Telecoms tycoon Patrick Drahi, having earlier this month bought a large slice (12.1 per cent) of BT, has made a bid to buy Eutelsat.
Drahi is said to have offered a €2 (17 per cent) premium over Eutelsat’s current €10.35 share price. Drahi controls the cellular and cable business Altice.
A September 30th statement from Eutelsat confirmed that the proposal received from Drahi prices Eutelsat at €12.10 per share, all dividend attached.
Eutelsat says its “relevant governance bodies” have rejected the bid. Eutelsat is the world’s third-largest satellite operator with a market capitalisation of some €2.4 billion.
However, sources including Reuters and Bloomberg, report that Drahi has held pre-bid talks with BpiFrance, which holds a near-20 per cent stake in Eutelsat , and presumably could be in favour of the move.
Eutelsat, in a statement on September 29th after the Paris bourse had closed, described Drahi’s bid as “preliminary” and “non-binding” stressing its terms were not good enough to start negotiations.
Key to any potential success for Drahi is the 7.58 per cent holding by Fonds Stratégique de Participations investment house. China Investment Corp (CIC) has a 6.73 per cent stake. Some 65 per cent is in a free float.
But market analysts say they cannot see much scope for synergies between Drahi’s other businesses and Eutelsat. Eutelsat itself has been on a two-year cost reduction exercise to trim fat from the company.

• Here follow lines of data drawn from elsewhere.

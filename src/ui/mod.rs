//! Terminal UI components
//!
//! Built with ratatui. Keyboard-first: arrows swipe, tabs switch with
//! 1 and 2, Esc goes back.

pub mod deck;
pub mod detail;
pub mod filter;
pub mod theme;
pub mod watchlist;

pub use theme::Theme;

use ratatui::{
    prelude::*,
    widgets::{Block, BorderType, Borders, Clear, Paragraph, Tabs},
};

use crate::app::{App, AppState};

/// Draw the whole screen for the current app state
pub fn render(frame: &mut Frame, app: &mut App) {
    let area = frame.area();

    frame.render_widget(Clear, area);
    frame.render_widget(Block::default().style(Theme::text()), area);

    // Main layout: header, content, status bar
    let chunks = Layout::default()
        .direction(Direction::Vertical)
        .constraints([
            Constraint::Length(3), // Header
            Constraint::Min(1),    // Content
            Constraint::Length(1), // Status bar
        ])
        .split(area);

    render_header(frame, chunks[0], app);
    render_content(frame, chunks[1], app);
    render_status_bar(frame, chunks[2], app);
}

fn render_header(frame: &mut Frame, area: Rect, app: &App) {
    let header_chunks = Layout::default()
        .direction(Direction::Horizontal)
        .constraints([
            Constraint::Length(10), // Logo
            Constraint::Min(1),     // Tabs
        ])
        .split(area);

    let logo = Paragraph::new(Line::from(Span::styled("blip", Theme::title())))
        .alignment(Alignment::Center)
        .block(
            Block::default()
                .borders(Borders::ALL)
                .border_type(BorderType::Rounded)
                .border_style(Theme::border()),
        );
    frame.render_widget(logo, header_chunks[0]);

    let selected = match tab_of(app) {
        AppState::Watchlist => 1,
        _ => 0,
    };

    let platforms = app
        .discovery
        .platforms
        .iter()
        .map(|p| p.badge())
        .collect::<Vec<_>>()
        .join(" ");

    let tabs = Tabs::new(vec!["1 Discover", "2 Watchlist"])
        .select(selected)
        .style(Theme::dimmed())
        .highlight_style(Theme::title())
        .divider("│")
        .block(
            Block::default()
                .borders(Borders::ALL)
                .border_type(BorderType::Rounded)
                .border_style(Theme::border())
                .title_top(Line::from(Span::styled(format!(" {} ", platforms), Theme::dimmed())).right_aligned()),
        );
    frame.render_widget(tabs, header_chunks[1]);
}

/// Tab a screen belongs to; detail and filter sit on top of a tab
fn tab_of(app: &App) -> AppState {
    match app.state {
        AppState::Discover | AppState::Watchlist => app.state,
        AppState::Filter | AppState::Detail => app
            .nav_stack
            .last()
            .copied()
            .unwrap_or(AppState::Discover),
    }
}

fn render_content(frame: &mut Frame, area: Rect, app: &mut App) {
    match app.state {
        AppState::Discover => {
            deck::render_deck(frame, area, &app.discovery, app.last_swipe.as_ref());
        }
        AppState::Filter => {
            deck::render_deck(frame, area, &app.discovery, app.last_swipe.as_ref());
            filter::render_filter(frame, area, &app.discovery.pending, app.filter_cursor);
        }
        AppState::Watchlist => {
            watchlist::render_watchlist(frame, area, &app.watchlist, &mut app.grid);
        }
        AppState::Detail => {
            detail::render_detail(frame, area, app.detail.as_ref());
        }
    }
}

fn render_status_bar(frame: &mut Frame, area: Rect, app: &App) {
    let state_indicator = Span::styled(
        format!(" {} ", format!("{:?}", app.state).to_uppercase()),
        Style::default().fg(Theme::BACKGROUND).bg(Theme::PRIMARY),
    );

    let help = match app.state {
        AppState::Discover => " ←→↑↓:swipe  space:flip  enter:detail  f:filter  q:quit ",
        AppState::Filter => " ↑↓:move  space:toggle  enter:apply  esc:cancel ",
        AppState::Watchlist => " arrows:move  enter:detail  r:refresh  1:discover  q:quit ",
        AppState::Detail => " esc:back  q:quit ",
    };

    let status_line = Line::from(vec![
        state_indicator,
        Span::raw(" "),
        Span::styled(help, Theme::dimmed()),
    ]);

    let status = Paragraph::new(status_line).style(Theme::status_bar());
    frame.render_widget(status, area);
}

Giles Thorne, an analyst at investment bank Jefferies, says it is impossible to say with any conviction why Eutelsat would be of interest to Drahi at this point. “We are not bereft of ideas (a track record of telecoms value-investing; some strategic alignment with Drahi assets in France / French-speaking Africa), but none hold particular weight. This feels as incongruous as his successful 2019 bid for auction house, Sotheby’s! In our view, Eutelsat has been in value territory for some time, but its candidacy for acquisition was far better suited to in-market consolidation (which these headlines may now precipitate). In the meantime, tomorrow could see a sharp squeeze in this popular short.”